INPUT:

··········

use reqwest::StatusCode;
use thiserror::Error;

const GENERIC_MESSAGE: &str = "Something went wrong. Please try again.";

#[derive(Debug, Error)]
pub enum ClientError {
    #[error("you must be signed in")]
    Unauthenticated,

    #[error("only the author can do that")]
    Forbidden,

    #[error("not found")]
    NotFound,

    #[error("{0}")]
    Validation(String),

    #[error("request failed: {0}")]
    External(String),
}

impl ClientError {
    /// Map a non-success response onto the error taxonomy.
    pub fn from_status(status: StatusCode, message: Option<String>) -> Self {
        match status {
            StatusCode::UNAUTHORIZED => ClientError::Unauthenticated,
            StatusCode::FORBIDDEN => ClientError::Forbidden,
            StatusCode::NOT_FOUND => ClientError::NotFound,
            StatusCode::BAD_REQUEST => {
                ClientError::Validation(message.unwrap_or_else(|| "invalid request".to_string()))
            }
            other => ClientError::External(format!("API error: {other}")),
        }
    }

    /// Text safe to show to the user; external causes stay in the logs.
    pub fn user_message(&self) -> String {
        match self {
            ClientError::External(_) => GENERIC_MESSAGE.to_string(),
            other => other.to_string(),
        }
    }
}

impl From<reqwest::Error> for ClientError {
    fn from(err: reqwest::Error) -> Self {
        ClientError::External(err.to_string())
    }
}

pub type ClientResult<T> = Result<T, ClientError>;
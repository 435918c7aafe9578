// SPDX-License-Identifier: MIT
// Copyright 2026 Roland Dreier <roland@rolandd.dev>

//! Nutrition ledger operations.
//!
//! Each operation parses the user's text first; an `InvalidNumber` leaves
//! the stored record untouched.

use crate::db::RecordStore;
use crate::error::Result;
use crate::models::nutrition::{parse_delta, parse_kcal, parse_manual_total, parse_protein};
use crate::models::{NutritionRecord, UserId};
use chrono::NaiveDate;

/// Calorie, protein and burned-energy bookkeeping per user and date.
#[derive(Clone)]
pub struct NutritionLedger {
    records: RecordStore,
}

impl NutritionLedger {
    pub fn new(records: RecordStore) -> Self {
        Self { records }
    }

    pub async fn add_meal(
        &self,
        user: UserId,
        date: NaiveDate,
        name: &str,
        kcal_text: &str,
    ) -> Result<NutritionRecord> {
        let kcal = parse_kcal(kcal_text)?;
        let name = name.trim();
        let record = self
            .records
            .update(user, date, |record| {
                record.nutrition.add_meal(name, kcal);
                Ok(record.nutrition.clone())
            })
            .await?;

        tracing::info!(user_id = %user, %date, kcal, "Meal added");
        Ok(record)
    }

    pub async fn set_protein(
        &self,
        user: UserId,
        date: NaiveDate,
        grams_text: &str,
    ) -> Result<NutritionRecord> {
        let grams = parse_protein(grams_text)?;
        let record = self
            .records
            .update(user, date, |record| {
                record.nutrition.set_protein(grams);
                Ok(record.nutrition.clone())
            })
            .await?;

        tracing::info!(user_id = %user, %date, grams, "Protein set");
        Ok(record)
    }

    pub async fn adjust_kcal(
        &self,
        user: UserId,
        date: NaiveDate,
        delta_text: &str,
    ) -> Result<NutritionRecord> {
        let delta = parse_delta(delta_text)?;
        let record = self
            .records
            .update(user, date, |record| {
                record.nutrition.adjust_kcal(delta);
                Ok(record.nutrition.clone())
            })
            .await?;

        tracing::info!(user_id = %user, %date, delta, "Calories adjusted");
        Ok(record)
    }

    /// There is no way back to computed intake once a manual total is set.
    pub async fn set_manual_total(
        &self,
        user: UserId,
        date: NaiveDate,
        total_text: &str,
    ) -> Result<NutritionRecord> {
        let total = parse_manual_total(total_text)?;
        let record = self
            .records
            .update(user, date, |record| {
                record.nutrition.set_manual_total(total);
                Ok(record.nutrition.clone())
            })
            .await?;

        tracing::info!(user_id = %user, %date, total, "Manual total set");
        Ok(record)
    }

    pub async fn add_activity(
        &self,
        user: UserId,
        date: NaiveDate,
        name: &str,
        burned_text: &str,
    ) -> Result<NutritionRecord> {
        let burned = parse_kcal(burned_text)?;
        let name = name.trim();
        let record = self
            .records
            .update(user, date, |record| {
                record.nutrition.add_activity(name, burned);
                Ok(record.nutrition.clone())
            })
            .await?;

        tracing::info!(user_id = %user, %date, burned, "Activity added");
        Ok(record)
    }

    /// Snapshot of the day's nutrition record.
    pub async fn record(&self, user: UserId, date: NaiveDate) -> Result<NutritionRecord> {
        Ok(self.records.read(user, date).await?.nutrition)
    }
}
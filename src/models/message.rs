// SPDX-License-Identifier: MIT
// Copyright 2026 Roland Dreier <roland@rolandd.dev>

//! Transport-neutral inbound events and outbound replies.

use crate::models::UserId;
use serde::{Deserialize, Serialize};

/// Kind of inbound event delivered by the chat front end.
#[derive(Debug, Clone, Copy, PartialEq, Eq, Serialize, Deserialize)]
#[serde(rename_all = "lowercase")]
pub enum EventKind {
    /// Slash command such as `/start`
    Command,
    /// Button press carrying an action token
    Callback,
    /// Free text typed by the user
    Text,
}

/// Inbound event payload.
#[derive(Debug, Clone, Serialize, Deserialize)]
pub struct InboundEvent {
    pub user_id: UserId,
    pub kind: EventKind,
    #[serde(default)]
    pub data: String,
}

impl InboundEvent {
    pub fn command(user_id: UserId, command: &str) -> Self {
        Self {
            user_id,
            kind: EventKind::Command,
            data: command.to_string(),
        }
    }

    pub fn callback(user_id: UserId, token: &str) -> Self {
        Self {
            user_id,
            kind: EventKind::Callback,
            data: token.to_string(),
        }
    }

    pub fn text(user_id: UserId, text: &str) -> Self {
        Self {
            user_id,
            kind: EventKind::Text,
            data: text.to_string(),
        }
    }
}

/// A single interactive control.
#[derive(Debug, Clone, PartialEq, Eq, Serialize, Deserialize)]
pub struct Button {
    pub label: String,
    pub action: String,
}

impl Button {
    pub fn new(label: impl Into<String>, action: impl Into<String>) -> Self {
        Self {
            label: label.into(),
            action: action.into(),
        }
    }
}

/// Rows of buttons rendered by the front end.
pub type Keyboard = Vec<Vec<Button>>;

/// Outbound message: text plus an optional keyboard.
#[derive(Debug, Clone, PartialEq, Eq, Serialize, Deserialize)]
pub struct Reply {
    pub text: String,
    #[serde(default)]
    pub keyboard: Option<Keyboard>,
}

impl Reply {
    pub fn text(text: impl Into<String>) -> Self {
        Self {
            text: text.into(),
            keyboard: None,
        }
    }

    pub fn with_keyboard(text: impl Into<String>, keyboard: Keyboard) -> Self {
        Self {
            text: text.into(),
            keyboard: Some(keyboard),
        }
    }

    /// All action tokens in keyboard order.
    pub fn actions(&self) -> Vec<&str> {
        self.keyboard
            .iter()
            .flatten()
            .flatten()
            .map(|b| b.action.as_str())
            .collect()
    }
}
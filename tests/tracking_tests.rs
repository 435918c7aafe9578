// SPDX-License-Identifier: MIT
// Copyright 2026 Roland Dreier <roland@rolandd.dev>

//! Progress, nutrition and day-close scenarios through the services.

mod common;

use chrono::NaiveDate;
use common::{create_test_app, create_test_state, monday, sunday, FakeGenerator, RecordingSender};
use smart_daily_bot::models::InboundEvent;
use std::sync::Arc;
use smart_daily_bot::error::AppError;
use smart_daily_bot::models::{DayStatus, UserId, WorkoutDayId};
use smart_daily_bot::services::MissingCategory;

const USER: UserId = UserId(42);

#[tokio::test]
async fn test_toggle_twice_restores_state() {
    let (_, state) = create_test_app(monday());
    let progress = state.bot.progress();

    assert!(progress
        .toggle_exercise(USER, monday(), WorkoutDayId::Monday, 2)
        .await
        .unwrap());
    assert!(!progress
        .toggle_exercise(USER, monday(), WorkoutDayId::Monday, 2)
        .await
        .unwrap());

    let record = progress.day(USER, monday()).await.unwrap();
    assert!(record.progress.exercises.is_empty());
}

#[tokio::test]
async fn test_toggle_for_wrong_day_is_rejected() {
    let (_, state) = create_test_app(monday());
    let tuesday = NaiveDate::from_ymd_opt(2024, 1, 2).unwrap();

    let err = state
        .bot
        .progress()
        .toggle_exercise(USER, tuesday, WorkoutDayId::Monday, 0)
        .await
        .unwrap_err();
    assert!(matches!(err, AppError::DayMismatch { .. }));
    assert!(err.is_rejected_toggle());
}

#[tokio::test]
async fn test_records_are_isolated_per_user_and_date() {
    let (_, state) = create_test_app(monday());
    let ledger = state.bot.ledger();

    ledger.add_meal(USER, monday(), "Rice", "300").await.unwrap();
    ledger
        .add_meal(UserId(43), monday(), "Soup", "200")
        .await
        .unwrap();
    ledger.add_meal(USER, sunday(), "Pizza", "900").await.unwrap();

    assert_eq!(ledger.record(USER, monday()).await.unwrap().intake(), 300.0);
    assert_eq!(
        ledger.record(UserId(43), monday()).await.unwrap().intake(),
        200.0
    );
    assert_eq!(ledger.record(USER, sunday()).await.unwrap().intake(), 900.0);
}

#[tokio::test]
async fn test_manual_total_overrides_meals_and_adjustment() {
    let (_, state) = create_test_app(monday());
    let ledger = state.bot.ledger();

    ledger.add_meal(USER, monday(), "Pasta", "700").await.unwrap();
    let record = ledger.adjust_kcal(USER, monday(), "-100").await.unwrap();
    assert_eq!(record.intake(), 600.0);

    let record = ledger
        .set_manual_total(USER, monday(), "2100")
        .await
        .unwrap();
    assert_eq!(record.intake(), 2100.0);

    // Later meals are still logged but the manual total wins.
    let record = ledger.add_meal(USER, monday(), "Snack", "150").await.unwrap();
    assert_eq!(record.meals.len(), 2);
    assert_eq!(record.intake(), 2100.0);
}

#[tokio::test]
async fn test_net_subtracts_burned_activity() {
    let (_, state) = create_test_app(monday());
    let ledger = state.bot.ledger();

    ledger.add_meal(USER, monday(), "Lunch", "1800").await.unwrap();
    ledger.add_activity(USER, monday(), "Run", "400").await.unwrap();
    let record = ledger
        .add_activity(USER, monday(), "Bike", "250,5")
        .await
        .unwrap();

    assert_eq!(record.burned(), 650.5);
    assert_eq!(record.net(), 1149.5);
}

#[tokio::test]
async fn test_invalid_number_leaves_record_untouched() {
    let (_, state) = create_test_app(monday());
    let ledger = state.bot.ledger();

    ledger.add_meal(USER, monday(), "Eggs", "320").await.unwrap();
    let before = ledger.record(USER, monday()).await.unwrap();

    for result in [
        ledger.add_meal(USER, monday(), "Toast", "-5").await,
        ledger.set_protein(USER, monday(), "lots").await,
        ledger.adjust_kcal(USER, monday(), "plus ten").await,
        ledger.set_manual_total(USER, monday(), "-2000").await,
        ledger.add_activity(USER, monday(), "Swim", "NaN").await,
    ] {
        assert!(matches!(result, Err(AppError::InvalidNumber(_))));
    }

    assert_eq!(ledger.record(USER, monday()).await.unwrap(), before);
}

#[tokio::test]
async fn test_close_workout_day_ok() {
    let (_, state) = create_test_app(monday());
    let progress = state.bot.progress();
    let ledger = state.bot.ledger();

    progress
        .toggle_exercise(USER, monday(), WorkoutDayId::Monday, 0)
        .await
        .unwrap();
    ledger.add_meal(USER, monday(), "Dinner", "650").await.unwrap();
    ledger.set_protein(USER, monday(), "150").await.unwrap();

    let verdict = progress.close_day(USER, monday()).await.unwrap();
    assert!(verdict.is_ok());

    let record = progress.day(USER, monday()).await.unwrap();
    assert_eq!(record.nutrition.day_status, DayStatus::Ok);
    assert!(record.nutrition.closed);
}

#[tokio::test]
async fn test_sets_alone_do_not_satisfy_workout() {
    let (_, state) = create_test_app(monday());
    let progress = state.bot.progress();
    let ledger = state.bot.ledger();

    progress
        .toggle_set(USER, monday(), WorkoutDayId::Monday, 0, 0)
        .await
        .unwrap();
    ledger.add_meal(USER, monday(), "Dinner", "650").await.unwrap();
    ledger.set_protein(USER, monday(), "150").await.unwrap();

    let verdict = progress.close_day(USER, monday()).await.unwrap();
    assert_eq!(verdict.status, DayStatus::Incomplete);
    assert_eq!(verdict.missing, vec![MissingCategory::Workout]);
}

#[tokio::test]
async fn test_close_rest_day_needs_checklist_item() {
    let (_, state) = create_test_app(sunday());
    let progress = state.bot.progress();
    let ledger = state.bot.ledger();

    ledger
        .set_manual_total(USER, sunday(), "1900")
        .await
        .unwrap();
    ledger.set_protein(USER, sunday(), "120").await.unwrap();

    let verdict = progress.close_day(USER, sunday()).await.unwrap();
    assert_eq!(verdict.missing, vec![MissingCategory::RestChecklist]);

    progress.toggle_rest_item(USER, sunday(), 1).await.unwrap();
    let verdict = progress.close_day(USER, sunday()).await.unwrap();
    assert!(verdict.is_ok());

    let record = progress.day(USER, sunday()).await.unwrap();
    assert_eq!(record.nutrition.day_status, DayStatus::Ok);
}

#[tokio::test]
async fn test_zero_protein_counts_as_missing() {
    let (_, state) = create_test_app(sunday());
    let progress = state.bot.progress();
    let ledger = state.bot.ledger();

    ledger.add_meal(USER, sunday(), "Salad", "400").await.unwrap();
    ledger.set_protein(USER, sunday(), "0").await.unwrap();
    progress.toggle_rest_item(USER, sunday(), 0).await.unwrap();

    let verdict = progress.close_day(USER, sunday()).await.unwrap();
    assert_eq!(verdict.missing, vec![MissingCategory::Protein]);
}

#[tokio::test]
async fn test_concurrent_meals_are_all_recorded() {
    let (_, state) = create_test_app(monday());

    let tasks: Vec<_> = (0..25)
        .map(|i| {
            let state = state.clone();
            tokio::spawn(async move {
                state
                    .bot
                    .ledger()
                    .add_meal(USER, monday(), &format!("Bite {}", i), "10")
                    .await
                    .unwrap();
            })
        })
        .collect();
    for task in tasks {
        task.await.unwrap();
    }

    let record = state.bot.ledger().record(USER, monday()).await.unwrap();
    assert_eq!(record.meals.len(), 25);
    assert_eq!(record.intake(), 250.0);
}

#[tokio::test]
async fn test_full_day_scenario_closes_ok() {
    let (_, state) = create_test_app(monday());
    let progress = state.bot.progress();
    let ledger = state.bot.ledger();

    progress
        .toggle_exercise(USER, monday(), WorkoutDayId::Monday, 2)
        .await
        .unwrap();
    let record = progress.day(USER, monday()).await.unwrap();
    assert_eq!(record.progress.exercises.iter().copied().collect::<Vec<_>>(), vec![2]);

    let record = ledger.add_meal(USER, monday(), "Oatmeal", "300").await.unwrap();
    assert_eq!(record.intake(), 300.0);
    let record = ledger.adjust_kcal(USER, monday(), "-50").await.unwrap();
    assert_eq!(record.intake(), 250.0);
    ledger.set_protein(USER, monday(), "140").await.unwrap();

    let verdict = progress.close_day(USER, monday()).await.unwrap();
    assert_eq!(verdict.status, DayStatus::Ok);
    assert!(verdict.missing.is_empty());
}

#[tokio::test]
async fn test_partial_workout_without_protein_lists_only_protein() {
    let (_, state) = create_test_app(monday());
    let progress = state.bot.progress();
    let ledger = state.bot.ledger();

    for i in [0, 1, 2] {
        progress
            .toggle_exercise(USER, monday(), WorkoutDayId::Monday, i)
            .await
            .unwrap();
    }
    ledger.add_meal(USER, monday(), "Day", "1800").await.unwrap();

    let verdict = progress.close_day(USER, monday()).await.unwrap();
    assert_eq!(verdict.missing, vec![MissingCategory::Protein]);

    ledger.set_protein(USER, monday(), "150").await.unwrap();
    let verdict = progress.close_day(USER, monday()).await.unwrap();
    assert!(verdict.is_ok());
}

#[tokio::test]
async fn test_marks_from_replaced_workout_do_not_close_day() {
    let generator = FakeGenerator {
        response: Some("Squat - 4x8\nDips - 3x10".to_string()),
    };
    let state = create_test_state(monday(), generator, Arc::new(RecordingSender::default()));
    let progress = state.bot.progress();
    let ledger = state.bot.ledger();

    progress
        .toggle_exercise(USER, monday(), WorkoutDayId::Monday, 5)
        .await
        .unwrap();
    state
        .bot
        .handle(&InboundEvent::callback(USER, "regen:workout"))
        .await
        .unwrap();
    ledger.add_meal(USER, monday(), "Lunch", "900").await.unwrap();
    ledger.set_protein(USER, monday(), "120").await.unwrap();

    let verdict = progress.close_day(USER, monday()).await.unwrap();
    assert_eq!(verdict.status, DayStatus::Incomplete);
    assert_eq!(verdict.missing, vec![MissingCategory::Workout]);

    let report = state
        .bot
        .stats()
        .build_report(USER, monday(), 1)
        .await
        .unwrap();
    assert_eq!((report.days[0].done, report.days[0].total), (0, 2));

    let view = state.bot.workout_view(USER, monday()).await.unwrap();
    assert!(view.text.ends_with("Done: 0/2"));
}
// SPDX-License-Identifier: MIT
// Copyright 2026 Roland Dreier <roland@rolandd.dev>

//! HTTP route handlers.

pub mod bot;

use crate::AppState;
use axum::{routing::get, Json, Router};
use serde::Serialize;
use std::sync::Arc;
use tower_http::trace::{DefaultMakeSpan, DefaultOnResponse, TraceLayer};
use tracing::Level;

#[derive(Serialize)]
pub struct HealthResponse {
    pub status: String,
    pub build_id: String,
}

/// Health check response
async fn health_check() -> Json<HealthResponse> {
    let build_id = option_env!("BUILD_ID").unwrap_or("unknown").to_string();
    Json(HealthResponse {
        status: "ok".to_string(),
        build_id,
    })
}

/// Build the complete router with all routes.
pub fn create_router(state: Arc<AppState>) -> Router {
    Router::new()
        .route("/health", get(health_check))
        .merge(bot::routes())
        .layer(
            TraceLayer::new_for_http()
                .make_span_with(DefaultMakeSpan::new().level(Level::INFO))
                .on_response(DefaultOnResponse::new().level(Level::INFO)),
        )
        .with_state(state)
}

··········

THE PROBLEM:
Within the records, count the lines that include the word "AppError". Answer with the number only.

RESPONSE TO THIS TASK:
3